Study eligibility criteria

Studies were evaluated for eligibility if they focused either on the psychometric/diagnostic/normative study of Italian/adapted to-Italian BFIs or their usability in healthy participants (HPs) and in patients with neurological/geriatric conditions or their proxies (e.g. caregivers). More specifically, eligible studies had to focus on (1) BFI psychometrics (i.e. validity and reliability) and (2) diagnostics (i.e. intrinsic (i.e. sensitivity, specificity) and post-test features (e.g. positive and negative predictive values and likelihood ratios)), or (3) norm derivation. Studies that did not aim at providing normative data were included only if at least one property among validity, reliability and sensitivity/specificity (or related metrics) was assessed.

Conference proceedings, letters to the Editor, commentaries, animal studies, single-case studies, reviews/meta-analyses, abstracts, research protocols, qualitative studies, opinion papers and studies on paediatric populations were excluded.

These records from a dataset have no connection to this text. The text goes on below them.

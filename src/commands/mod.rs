// File: mod.rs
// SPDX-License-Identifier: MIT OR Apache-2.0
//
// Copyright (c) 2023-2025
// - Volker Schwaberow <volker@schwaberow.de>

use colored::*;

use crate::cli::{PeerArgs, ScanArgs};

pub mod peer;
pub mod scan;

pub type CommandResult = Result<(), Box<dyn std::error::Error + Send + Sync>>;

pub async fn handle_scan_command(args: &ScanArgs) -> CommandResult {
    scan::execute(args).await
}

pub async fn handle_peer_command(args: &PeerArgs) -> CommandResult {
    peer::execute(args).await
}

fn print_warning(message: &str) {
    eprintln!("{} {}", "⚠".yellow().bold(), message);
}

fn print_info(message: &str) {
    eprintln!("{} {}", "ℹ".blue().bold(), message);
}

fn format_duration(ms: u64) -> String {
    if ms >= 60000 {
        format!("{}m {:.1}s", ms / 60000, (ms % 60000) as f64 / 1000.0)
    } else if ms >= 1000 {
        format!("{:.2}s", ms as f64 / 1000.0)
    } else {
        format!("{}ms", ms)
    }
}

#[cfg(test)]
mod tests {
    use super::*;

    #[test]
    fn test_format_duration() {
        assert_eq!(format_duration(250), "250ms");
        assert_eq!(format_duration(3000), "3.00s");
        assert_eq!(format_duration(61500), "1m 1.5s");
    }
}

Data collection and quality assessment

Screening stage was performed by two authors (E.N.A. and A.D.) and eligibility stage was performed by two other authors (G.M. and C.G.) via Rayyan (https://rayyan.qcri.org/ welcome); these stages were supervised by another author (V.B.).

Data extraction was performed by four independent Authors (S.M., G.S.D.T., V.B. and F.P.), whereas one independent author (E.N.A.) supervised this stage and checked extracted data.

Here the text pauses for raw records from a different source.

// SPDX-License-Identifier: MIT OR Apache-2.0
//
// Copyright (c) 2023-2025
// - Volker Schwaberow <volker@schwaberow.de>

use std::time::Duration;

pub const DEFAULT_CONNECT_TIMEOUT: Duration = Duration::from_secs(5);
pub const DEFAULT_READ_TIMEOUT: Duration = Duration::from_secs(3);
pub const DEFAULT_PEER_READ_TIMEOUT: Duration = Duration::from_secs(2);

#[derive(Debug, Clone, Copy)]
pub struct ConfigParameter {
    print_failed: bool,
    suppress_stats: bool,
    progress: bool,
    connect_timeout: Duration,
    read_timeout: Duration,
    workers: u32,
}

impl Default for ConfigParameter {
    fn default() -> Self {
        Self::new()
    }
}

impl ConfigParameter {
    pub fn new() -> Self {
        Self {
            print_failed: false,
            suppress_stats: false,
            progress: false,
            connect_timeout: DEFAULT_CONNECT_TIMEOUT,
            read_timeout: DEFAULT_READ_TIMEOUT,
            workers: 10,
        }
    }

    pub fn set_print_failed(&mut self, print_failed: bool) {
        self.print_failed = print_failed;
    }

    pub fn print_failed(&self) -> bool {
        self.print_failed
    }

    pub fn suppress_stats(&self) -> bool {
        self.suppress_stats
    }

    pub fn set_suppress_stats(&mut self, suppress_stats: bool) {
        self.suppress_stats = suppress_stats;
    }

    pub fn progress(&self) -> bool {
        self.progress
    }

    pub fn set_progress(&mut self, progress: bool) {
        self.progress = progress;
    }

    pub fn set_connect_timeout(&mut self, connect_timeout: Duration) {
        self.connect_timeout = connect_timeout;
    }

    pub fn connect_timeout(&self) -> Duration {
        self.connect_timeout
    }

    pub fn set_read_timeout(&mut self, read_timeout: Duration) {
        self.read_timeout = read_timeout;
    }

    pub fn read_timeout(&self) -> Duration {
        self.read_timeout
    }

    /// Zero is bumped to one so a scan always makes progress.
    pub fn set_workers(&mut self, workers: u32) {
        self.workers = workers.max(1);
    }

    pub fn workers(&self) -> u32 {
        self.workers
    }
}
use std::fmt;
use std::path::PathBuf;

use scrapedeck_core::protocol::{
    DeleteResponse, FoldersResponse, JobStatus, MoveResponse, StatusResponse, SubmitResponse,
};

/// Results reported back by the client's background tasks.
#[derive(Debug, Clone, PartialEq, Eq)]
pub enum ClientEvent {
    InitialStatus(Result<JobStatus, ApiError>),
    StatusPolled(Result<JobStatus, ApiError>),
    SubmitCompleted(Result<SubmitResponse, ApiError>),
    LogStreamOpened,
    /// `data` payload of one server-sent event, not yet parsed.
    LogPayload(String),
    LogStreamFailed(ApiError),
    LogsCleared(Result<StatusResponse, ApiError>),
    LogsDownloaded(Result<PathBuf, ApiError>),
    FoldersLoaded(Result<FoldersResponse, ApiError>),
    MoveCompleted(Result<MoveResponse, ApiError>),
    DeleteCompleted(Result<DeleteResponse, ApiError>),
}

#[derive(Debug, Clone, PartialEq, Eq)]
pub struct ApiError {
    pub kind: FailureKind,
    pub message: String,
}

impl ApiError {
    pub(crate) fn new(kind: FailureKind, message: impl Into<String>) -> Self {
        Self {
            kind,
            message: message.into(),
        }
    }
}

impl fmt::Display for ApiError {
    fn fmt(&self, f: &mut fmt::Formatter<'_>) -> fmt::Result {
        match &self.kind {
            // Matches what the page shows for a rejected submit.
            FailureKind::HttpStatus(code) => write!(f, "HTTP error! status: {code}"),
            kind => write!(f, "{kind}: {}", self.message),
        }
    }
}

impl std::error::Error for ApiError {}

#[derive(Debug, Clone, PartialEq, Eq)]
pub enum FailureKind {
    InvalidUrl,
    HttpStatus(u16),
    Timeout,
    Network,
    Decode,
    Io,
}

impl fmt::Display for FailureKind {
    fn fmt(&self, f: &mut fmt::Formatter<'_>) -> fmt::Result {
        match self {
            FailureKind::InvalidUrl => write!(f, "invalid url"),
            FailureKind::HttpStatus(code) => write!(f, "http status {code}"),
            FailureKind::Timeout => write!(f, "timeout"),
            FailureKind::Network => write!(f, "network error"),
            FailureKind::Decode => write!(f, "malformed response"),
            FailureKind::Io => write!(f, "io error"),
        }
    }
}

Extracted outcomes included (1) sample size, (2) sample representativeness (geographic coverage, exclusion criteria), (3) participants’ demographics, (4) instruments adaptation procedures, (5) administration time, (6) validity metrics, (7) reliability metrics (including significant change measures), (8) measures of sensitivity and specificity, (9) metrics derived from sensitivity and specificity, (10) norming methods and (11) other psychometric/diagnostic properties (e.g. accuracy, acceptability rate, assessment of ceiling/floor effects, ease of use).

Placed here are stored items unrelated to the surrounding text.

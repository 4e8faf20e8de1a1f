/// Severity of a user-facing notice (alert or toast).
#[derive(Debug, Clone, Copy, PartialEq, Eq)]
pub enum NoticeKind {
    Info,
    Success,
    Warning,
    Error,
}

#[derive(Debug, Clone, PartialEq, Eq)]
pub struct Notice {
    pub kind: NoticeKind,
    pub message: String,
}

impl Notice {
    pub fn new(kind: NoticeKind, message: impl Into<String>) -> Self {
        Self {
            kind,
            message: message.into(),
        }
    }

    pub fn success(message: impl Into<String>) -> Self {
        Self::new(NoticeKind::Success, message)
    }

    pub fn warning(message: impl Into<String>) -> Self {
        Self::new(NoticeKind::Warning, message)
    }

    pub fn error(message: impl Into<String>) -> Self {
        Self::new(NoticeKind::Error, message)
    }
}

Formal quality assessment was performed by four Authors (S.M., G.S.D.T., V.B. and F.P.), and supervised by a further, independent one (E.N.A.). Quality assessment was performed for each BFI by developing two ad-hoc checklists, the Behavioural and Functional Instrument Quality Assessment-Normative Sample (BFIQA-NS) and the Behavioural and Functional Instrument Quality Assessment-Clinical Population (BFIQA-CP) (Supplemental Material 1), which were adapted from the Cognitive Screening Standardization Checklist (CSSC) [1]. Scores were “cumulatively” assigned for each BFI by evaluating all available studies on it among those included. Although some studies met the selection criteria, they did not answer some of the questions included in the CSSC, (e.g. diagnostic criteria for quality of life tools). In these cases, a group of items was scored as “non-applicable” and this was accounted, i.e. weighted, in the final score.

Both BFIQA-NS and BFIQA-CP total scores range from 0 to 50 and a given BFI was considered “statistically/methodologically sound” if scoring was ≥25, which means 50% out of the maximum. When more than one study focused on the same BFI in different populations, BFIQA scores were averaged (as both the BFIQA-NS and BFIQA-CP range from 0 to 50).

Results

One-hundred and eighteen studies were included; study selection process according to PRISMA guidelines is shown in Figure 1.

Fig. 1
figure 1

Adapted from Moher et al. (2009) (www.prisma-statement.org)

Study selection process according to PRISMA guidelines. Notes. Study selection process according to PRISMA guidelines.

The included BFIs (N=102), along with the summarization of the general clinical features and BFIQA scores are detailed in Table 1, while the most relevant psychometrics, diagnostics and usability evidence are described in Table 2 and Table 3. The full reference list of included studies is shown in the Supplementary File 2.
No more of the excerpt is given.